Gescheitert: Verfassungsbeschwerde gegen den „Pflegenotstand“ nicht zur Entscheidung angenommen

Mit am 19.02.16 veröffentlichtem Beschluss hat die 1. Kammer des Ersten Senats des Bundesverfassungsgerichts eine Verfassungsbeschwerde gegen den sogenannten „Pflegenotstand“ nicht zur Entscheidung angenommen. Die Beschwerdeführer, sechs Seniorinnen und Senioren, wollten gerichtlich feststellen lassen, dass die gegenwärtigen staatlichen Maßnahmen zum Schutze der Grundrechte von Pflegeheimbewohnern nicht genügen und der Staat zur Abhilfe und kontinuierlichen Überprüfung verpflichtet ist.

Das höchste Gericht sah die Verfassungsbeschwerde unzulässig an, da eine Verletzung einer grundrechtlichen Schutzpflicht durch grundgesetzwidriges Unterlassen des Gesetzgebers sowie die eigene und gegenwärtige Betroffenheit der Beschwerdeführer nicht hinreichend substantiiert vorgetragen worden sei.

Sachverhalt und Verfahrensgang

Wie das Bundesverfassungsgericht in einer Pressemitteilung ausführte, haben Pflegebedürftige Personen gemäß § 43 Abs. 1 Sozialgesetzbuch Elftes Buch (SGB XI) Anspruch auf Pflege in vollstationären Einrichtungen, wenn häusliche oder teilstationäre Pflege nicht möglich ist oder wegen der Besonderheit des einzelnen Falles nicht in Betracht kommt.

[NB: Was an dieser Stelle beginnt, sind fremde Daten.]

//! Role profiles and the agent set the workflow runs with
//!
//! Each role has a stable agent id (recorded in reviews), a model and a
//! system prompt. Models can be overridden per role from `[roles.<name>]`.

use serde::{Deserialize, Serialize};
use std::fmt;
use std::sync::Arc;

use crate::capability::{
    AgentCapability, CallPolicy, Draft, LlmAgent, ReviewVerdict, SafetyVerdict, Synthesis,
};
use crate::config::FoundryFileConfig;
use crate::llm::{self, CannedLlm, Llm, OllamaClient};
use crate::prompts;

/// The four roles of the drafting workflow
#[derive(Debug, Clone, Copy, PartialEq, Eq, Hash, PartialOrd, Ord, Serialize, Deserialize)]
#[serde(rename_all = "snake_case")]
pub enum AgentRole {
    Drafter,
    SafetyReviewer,
    ClinicalReviewer,
    Supervisor,
}

impl AgentRole {
    pub const ALL: [AgentRole; 4] = [
        AgentRole::Drafter,
        AgentRole::SafetyReviewer,
        AgentRole::ClinicalReviewer,
        AgentRole::Supervisor,
    ];

    /// Key used in `[roles.<key>]` config sections
    pub fn config_key(&self) -> &'static str {
        match self {
            AgentRole::Drafter => "drafter",
            AgentRole::SafetyReviewer => "safety",
            AgentRole::ClinicalReviewer => "clinical",
            AgentRole::Supervisor => "supervisor",
        }
    }

    /// Identifier recorded in reviews and logs
    pub fn agent_id(&self) -> &'static str {
        match self {
            AgentRole::Drafter => "ClinicalDrafter",
            AgentRole::SafetyReviewer => "SafetyGuardian",
            AgentRole::ClinicalReviewer => "ClinicalCritic",
            AgentRole::Supervisor => "Supervisor",
        }
    }

    fn index(&self) -> usize {
        match self {
            AgentRole::Drafter => 0,
            AgentRole::SafetyReviewer => 1,
            AgentRole::ClinicalReviewer => 2,
            AgentRole::Supervisor => 3,
        }
    }

    fn default_prompt(&self) -> &'static str {
        match self {
            AgentRole::Drafter => prompts::DRAFTER_PROMPT,
            AgentRole::SafetyReviewer => prompts::SAFETY_PROMPT,
            AgentRole::ClinicalReviewer => prompts::CLINICAL_PROMPT,
            AgentRole::Supervisor => prompts::SUPERVISOR_PROMPT,
        }
    }
}

impl fmt::Display for AgentRole {
    fn fmt(&self, f: &mut fmt::Formatter<'_>) -> fmt::Result {
        f.write_str(self.config_key())
    }
}

/// Configuration for one role
#[derive(Debug, Clone, PartialEq, Eq, Serialize, Deserialize)]
pub struct RoleProfile {
    pub role: AgentRole,

    /// Identifier recorded in reviews and logs
    pub agent_id: String,

    /// LLM model to use (e.g., "qwen2.5:7b-instruct", "llama3.1:70b")
    pub model: String,

    /// System prompt defining the role's behavior
    pub system_prompt: String,
}

impl RoleProfile {
    pub fn new(role: AgentRole, model: impl Into<String>) -> Self {
        Self {
            role,
            agent_id: role.agent_id().to_string(),
            model: model.into(),
            system_prompt: role.default_prompt().to_string(),
        }
    }

    /// Replace the system prompt
    pub fn with_system_prompt(mut self, system_prompt: impl Into<String>) -> Self {
        self.system_prompt = system_prompt.into();
        self
    }
}

/// One profile per role
#[derive(Debug, Clone)]
pub struct RoleRegistry {
    profiles: [RoleProfile; 4],
}

impl RoleRegistry {
    /// All roles on the same model
    pub fn with_defaults(default_model: impl Into<String>) -> Self {
        let model = default_model.into();
        Self {
            profiles: AgentRole::ALL.map(|role| RoleProfile::new(role, model.clone())),
        }
    }

    /// Defaults on `[llm].model`, then per-role overrides from `[roles.*]`
    pub fn from_config(config: &FoundryFileConfig) -> Self {
        let mut registry = Self::with_defaults(&config.llm.model);
        for role in AgentRole::ALL {
            if let Some(model) = config.role_model(role.config_key()) {
                registry.set_model(role, model);
            }
        }
        registry
    }

    pub fn get(&self, role: AgentRole) -> &RoleProfile {
        &self.profiles[role.index()]
    }

    /// Replace a role's profile
    pub fn register(&mut self, profile: RoleProfile) {
        let index = profile.role.index();
        self.profiles[index] = profile;
    }

    /// Update the model for one role
    pub fn set_model(&mut self, role: AgentRole, model: impl Into<String>) {
        self.profiles[role.index()].model = model.into();
    }

    /// Update the model for every role
    pub fn set_all_models(&mut self, model: impl Into<String>) {
        let model = model.into();
        for profile in self.profiles.iter_mut() {
            profile.model = model.clone();
        }
    }

    pub fn iter(&self) -> impl Iterator<Item = &RoleProfile> {
        self.profiles.iter()
    }
}

/// The agents one workflow run talks to
#[derive(Clone)]
pub struct AgentSet {
    pub drafter: Arc<dyn AgentCapability<Draft>>,
    pub safety: Arc<dyn AgentCapability<SafetyVerdict>>,
    pub clinical: Arc<dyn AgentCapability<ReviewVerdict>>,
    pub supervisor: Arc<dyn AgentCapability<Synthesis>>,
}

impl AgentSet {
    /// Build every role over the backend `backend_for` returns for its profile
    pub fn from_backends<F>(registry: &RoleRegistry, policy: CallPolicy, backend_for: F) -> Self
    where
        F: Fn(&RoleProfile) -> Arc<dyn Llm>,
    {
        let drafter = registry.get(AgentRole::Drafter);
        let safety = registry.get(AgentRole::SafetyReviewer);
        let clinical = registry.get(AgentRole::ClinicalReviewer);
        let supervisor = registry.get(AgentRole::Supervisor);

        Self {
            drafter: Arc::new(LlmAgent::<Draft>::new(drafter, backend_for(drafter), policy)),
            safety: Arc::new(LlmAgent::<SafetyVerdict>::new(safety, backend_for(safety), policy)),
            clinical: Arc::new(LlmAgent::<ReviewVerdict>::new(
                clinical,
                backend_for(clinical),
                policy,
            )),
            supervisor: Arc::new(LlmAgent::<Synthesis>::new(
                supervisor,
                backend_for(supervisor),
                policy,
            )),
        }
    }

    /// Every role on an Ollama server
    pub fn ollama(url: &str, registry: &RoleRegistry, policy: CallPolicy) -> Self {
        tracing::info!(url = %url, "Using Ollama backend");
        Self::from_backends(registry, policy, |profile| {
            Arc::new(OllamaClient::new(url, &profile.model)) as Arc<dyn Llm>
        })
    }

    /// Canned replies, no model needed
    pub fn offline(registry: &RoleRegistry, policy: CallPolicy) -> Self {
        tracing::info!("Using offline canned responses");
        Self::from_backends(registry, policy, |profile| {
            let reply = match profile.role {
                AgentRole::Drafter => llm::OFFLINE_DRAFT,
                AgentRole::SafetyReviewer => llm::OFFLINE_SAFETY_REVIEW,
                AgentRole::ClinicalReviewer => llm::OFFLINE_CLINICAL_REVIEW,
                AgentRole::Supervisor => llm::OFFLINE_SYNTHESIS,
            };
            Arc::new(CannedLlm::new(reply)) as Arc<dyn Llm>
        })
    }
}

#[cfg(test)]
mod tests {
    use super::*;
    use crate::capability::PromptSpec;

    #[test]
    fn test_registry_defaults() {
        let registry = RoleRegistry::with_defaults("test-model");

        for role in AgentRole::ALL {
            let profile = registry.get(role);
            assert_eq!(profile.role, role);
            assert_eq!(profile.model, "test-model");
            assert!(!profile.system_prompt.is_empty());
        }
        assert_eq!(registry.get(AgentRole::SafetyReviewer).agent_id, "SafetyGuardian");
        assert_eq!(registry.get(AgentRole::ClinicalReviewer).agent_id, "ClinicalCritic");
    }

    #[test]
    fn test_registry_from_config_overrides() {
        let config = FoundryFileConfig::from_toml(
            r#"
            [llm]
            model = "base"

            [roles.clinical]
            model = "bigger"
            "#,
        )
        .unwrap();
        let registry = RoleRegistry::from_config(&config);

        assert_eq!(registry.get(AgentRole::Drafter).model, "base");
        assert_eq!(registry.get(AgentRole::ClinicalReviewer).model, "bigger");
    }

    #[test]
    fn test_registry_set_models() {
        let mut registry = RoleRegistry::with_defaults("old-model");
        registry.set_all_models("new-model");
        assert!(registry.iter().all(|p| p.model == "new-model"));

        registry.register(
            RoleProfile::new(AgentRole::Supervisor, "custom").with_system_prompt("Be brief."),
        );
        assert_eq!(registry.get(AgentRole::Supervisor).system_prompt, "Be brief.");
    }

    #[tokio::test]
    async fn test_offline_set_produces_valid_outputs() {
        let registry = RoleRegistry::with_defaults("unused");
        let agents = AgentSet::offline(&registry, CallPolicy::default());
        let prompt = PromptSpec::new("anything");

        let draft = agents.drafter.generate(&prompt).await.unwrap();
        assert!(draft.content.contains("**Disclaimer**"));

        let SafetyVerdict(safety) = agents.safety.generate(&prompt).await.unwrap();
        let clinical = agents.clinical.generate(&prompt).await.unwrap();
        assert_eq!((safety.score, clinical.score), (9, 8));
        assert_eq!(agents.safety.name(), "SafetyGuardian");

        let synthesis = agents.supervisor.generate(&prompt).await.unwrap();
        assert!(synthesis.feedback.starts_with('•'));
    }
}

Die Beschwerdeführer fürchten, aufgrund ihres Gesundheitszustandes in absehbarer Zeit vollstationärer Pflege in einem Pflegeheim zu bedürfen. Zum Teil nehmen die Beschwerdeführer bereits ambulante Pflegedienste in Anspruch oder werden von Angehörigen im häuslichen Umfeld gepflegt. Mit ihrer Verfassungsbeschwerde wollen die Beschwerdeführer auf Missstände in deutschen Pflegeheimen aufmerksam machen. Sie halten die Verletzung von Schutzpflichten der öffentlichen Gewalt gegenüber den Bewohnern von Pflegeheimen aufgrund von gesetzgeberischer Untätigkeit für gegeben. Die bisherigen Reformen und Gesetzesnovellen hätten keine spürbare Verbesserung der Situation von Pflegeheimbewohnern gebracht.

Wesentliche Erwägungen der Kammer

Die Verfassungsbeschwerde ist nach Auffassung der höchsten Richter unzulässig, weil sie nicht den an sie zu stellenden Begründungserfordernissen genügt.

So liessen sich der Verfassung nur in seltenen Ausnahmefällen konkrete Pflichten entnehmen, die den Gesetzgeber zu einem bestimmten Tätigwerden zwingen. Ansonsten bleibt die Aufstellung und normative Umsetzung eines Schutzkonzepts dem Gesetzgeber überlassen. Ihm komme ein weiter Einschätzungs-, Wertungs- und Gestaltungsspielraum zu. Die Entscheidung, welche Maßnahmen geboten sind, könne vom Bundesverfassungsgericht nur begrenzt nachgeprüft werden. Es könne erst dann eingreifen, wenn der Gesetzgeber seine Pflicht evident verletzt hat.

Eine Verletzung einer grundrechtlichen Schutzpflicht durch Unterlassen des Gesetzgebers sei nicht hinreichend substantiiert vorgetragen worden. Weder hätten die Beschwerdeführer ausgeführt, unter welchen Gesichtspunkten die bestehenden landes- und bundesrechtlichen Regelungen zur Qualitätssicherung evident unzureichend sein sollten, noch zeige die Verfassungsbeschwerde substantiiert auf, inwieweit sich eventuelle Defizite in der Versorgung von Pflegebedürftigen in Pflegeheimen durch staatliche normative Maßnahmen effektiv verbessern ließen.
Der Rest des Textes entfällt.